Collected data entries:
------

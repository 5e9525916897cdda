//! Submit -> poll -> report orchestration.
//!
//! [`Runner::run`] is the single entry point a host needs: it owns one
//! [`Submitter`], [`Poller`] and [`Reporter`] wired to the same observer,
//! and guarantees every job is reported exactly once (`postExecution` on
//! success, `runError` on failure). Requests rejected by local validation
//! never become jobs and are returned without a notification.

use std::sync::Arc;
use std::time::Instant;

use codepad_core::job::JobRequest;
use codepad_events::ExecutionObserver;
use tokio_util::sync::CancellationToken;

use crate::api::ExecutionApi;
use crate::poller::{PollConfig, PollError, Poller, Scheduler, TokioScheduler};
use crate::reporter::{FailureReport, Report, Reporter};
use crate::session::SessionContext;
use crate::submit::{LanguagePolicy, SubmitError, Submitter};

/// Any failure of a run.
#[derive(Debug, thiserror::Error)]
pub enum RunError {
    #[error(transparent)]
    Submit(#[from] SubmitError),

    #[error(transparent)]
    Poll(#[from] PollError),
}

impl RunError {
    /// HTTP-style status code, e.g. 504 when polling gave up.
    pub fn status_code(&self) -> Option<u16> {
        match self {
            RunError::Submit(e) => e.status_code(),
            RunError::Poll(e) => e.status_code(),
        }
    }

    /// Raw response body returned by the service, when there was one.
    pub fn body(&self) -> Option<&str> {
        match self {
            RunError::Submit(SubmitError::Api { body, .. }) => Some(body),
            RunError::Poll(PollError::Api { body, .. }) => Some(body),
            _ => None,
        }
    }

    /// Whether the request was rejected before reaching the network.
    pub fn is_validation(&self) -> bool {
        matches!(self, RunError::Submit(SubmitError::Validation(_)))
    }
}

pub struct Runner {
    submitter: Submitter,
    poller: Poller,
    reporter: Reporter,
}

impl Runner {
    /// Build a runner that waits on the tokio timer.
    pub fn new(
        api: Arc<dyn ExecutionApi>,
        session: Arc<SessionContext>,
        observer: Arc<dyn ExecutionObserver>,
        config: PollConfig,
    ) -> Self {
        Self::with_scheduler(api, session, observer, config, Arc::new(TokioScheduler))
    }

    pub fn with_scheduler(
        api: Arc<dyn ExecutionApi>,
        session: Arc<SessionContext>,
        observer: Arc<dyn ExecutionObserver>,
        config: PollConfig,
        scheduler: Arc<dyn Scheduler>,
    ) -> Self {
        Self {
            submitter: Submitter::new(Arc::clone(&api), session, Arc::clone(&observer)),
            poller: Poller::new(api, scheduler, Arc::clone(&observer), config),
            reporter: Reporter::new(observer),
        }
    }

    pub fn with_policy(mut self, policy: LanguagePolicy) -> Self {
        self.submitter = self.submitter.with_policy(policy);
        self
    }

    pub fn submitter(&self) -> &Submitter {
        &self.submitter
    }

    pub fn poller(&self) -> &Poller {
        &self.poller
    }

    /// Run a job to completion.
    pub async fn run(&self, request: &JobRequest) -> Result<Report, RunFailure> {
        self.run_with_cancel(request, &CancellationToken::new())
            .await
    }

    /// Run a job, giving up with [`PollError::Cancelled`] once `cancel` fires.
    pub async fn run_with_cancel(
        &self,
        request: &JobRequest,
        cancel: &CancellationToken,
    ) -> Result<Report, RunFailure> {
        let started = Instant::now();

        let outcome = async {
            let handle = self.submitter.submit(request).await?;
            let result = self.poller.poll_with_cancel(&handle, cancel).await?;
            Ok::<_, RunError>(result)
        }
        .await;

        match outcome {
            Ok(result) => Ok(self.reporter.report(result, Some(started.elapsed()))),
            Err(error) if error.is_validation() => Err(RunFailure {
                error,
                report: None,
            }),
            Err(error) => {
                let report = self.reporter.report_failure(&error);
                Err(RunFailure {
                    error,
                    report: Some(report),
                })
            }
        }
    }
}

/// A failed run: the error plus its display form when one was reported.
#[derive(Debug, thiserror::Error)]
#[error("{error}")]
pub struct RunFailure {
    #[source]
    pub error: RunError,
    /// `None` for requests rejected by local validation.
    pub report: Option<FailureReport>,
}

------

## TASK TO CARRY OUT
Output the full set of entries exactly as they were given.

## EXERCISE SOLUTION
repository 5e9525916897cdda
//! Submit -> poll -> report orchestration.
//!
//! [`Runner::run`] is the single entry point a host needs: it owns one
//! [`Submitter`], [`Poller`] and [`Reporter`] wired to the same observer,
//! and guarantees every job is reported exactly once (`postExecution` on
//! success, `runError` on failure). Requests rejected by local validation
//! never become jobs and are returned without a notification.

use std::sync::Arc;
use std::time::Instant;

use codepad_core::job::JobRequest;
use codepad_events::ExecutionObserver;
use tokio_util::sync::CancellationToken;

use crate::api::ExecutionApi;
use crate::poller::{PollConfig, PollError, Poller, Scheduler, TokioScheduler};
use crate::reporter::{FailureReport, Report, Reporter};
use crate::session::SessionContext;
use crate::submit::{LanguagePolicy, SubmitError, Submitter};

/// Any failure of a run.
#[derive(Debug, thiserror::Error)]
pub enum RunError {
    #[error(transparent)]
    Submit(#[from] SubmitError),

    #[error(transparent)]
    Poll(#[from] PollError),
}

impl RunError {
    /// HTTP-style status code, e.g. 504 when polling gave up.
    pub fn status_code(&self) -> Option<u16> {
        match self {
            RunError::Submit(e) => e.status_code(),
            RunError::Poll(e) => e.status_code(),
        }
    }

    /// Raw response body returned by the service, when there was one.
    pub fn body(&self) -> Option<&str> {
        match self {
            RunError::Submit(SubmitError::Api { body, .. }) => Some(body),
            RunError::Poll(PollError::Api { body, .. }) => Some(body),
            _ => None,
        }
    }

    /// Whether the request was rejected before reaching the network.
    pub fn is_validation(&self) -> bool {
        matches!(self, RunError::Submit(SubmitError::Validation(_)))
    }
}

pub struct Runner {
    submitter: Submitter,
    poller: Poller,
    reporter: Reporter,
}

impl Runner {
    /// Build a runner that waits on the tokio timer.
    pub fn new(
        api: Arc<dyn ExecutionApi>,
        session: Arc<SessionContext>,
        observer: Arc<dyn ExecutionObserver>,
        config: PollConfig,
    ) -> Self {
        Self::with_scheduler(api, session, observer, config, Arc::new(TokioScheduler))
    }

    pub fn with_scheduler(
        api: Arc<dyn ExecutionApi>,
        session: Arc<SessionContext>,
        observer: Arc<dyn ExecutionObserver>,
        config: PollConfig,
        scheduler: Arc<dyn Scheduler>,
    ) -> Self {
        Self {
            submitter: Submitter::new(Arc::clone(&api), session, Arc::clone(&observer)),
            poller: Poller::new(api, scheduler, Arc::clone(&observer), config),
            reporter: Reporter::new(observer),
        }
    }

    pub fn with_policy(mut self, policy: LanguagePolicy) -> Self {
        self.submitter = self.submitter.with_policy(policy);
        self
    }

    pub fn submitter(&self) -> &Submitter {
        &self.submitter
    }

    pub fn poller(&self) -> &Poller {
        &self.poller
    }

    /// Run a job to completion.
    pub async fn run(&self, request: &JobRequest) -> Result<Report, RunFailure> {
        self.run_with_cancel(request, &CancellationToken::new())
            .await
    }

    /// Run a job, giving up with [`PollError::Cancelled`] once `cancel` fires.
    pub async fn run_with_cancel(
        &self,
        request: &JobRequest,
        cancel: &CancellationToken,
    ) -> Result<Report, RunFailure> {
        let started = Instant::now();

        let outcome = async {
            let handle = self.submitter.submit(request).await?;
            let result = self.poller.poll_with_cancel(&handle, cancel).await?;
            Ok::<_, RunError>(result)
        }
        .await;

        match outcome {
            Ok(result) => Ok(self.reporter.report(result, Some(started.elapsed()))),
            Err(error) if error.is_validation() => Err(RunFailure {
                error,
                report: None,
            }),
            Err(error) => {
                let report = self.reporter.report_failure(&error);
                Err(RunFailure {
                    error,
                    report: Some(report),
                })
            }
        }
    }
}

/// A failed run: the error plus its display form when one was reported.
#[derive(Debug, thiserror::Error)]
#[error("{error}")]
pub struct RunFailure {
    #[source]
    pub error: RunError,
    /// `None` for requests rejected by local validation.
    pub report: Option<FailureReport>,
}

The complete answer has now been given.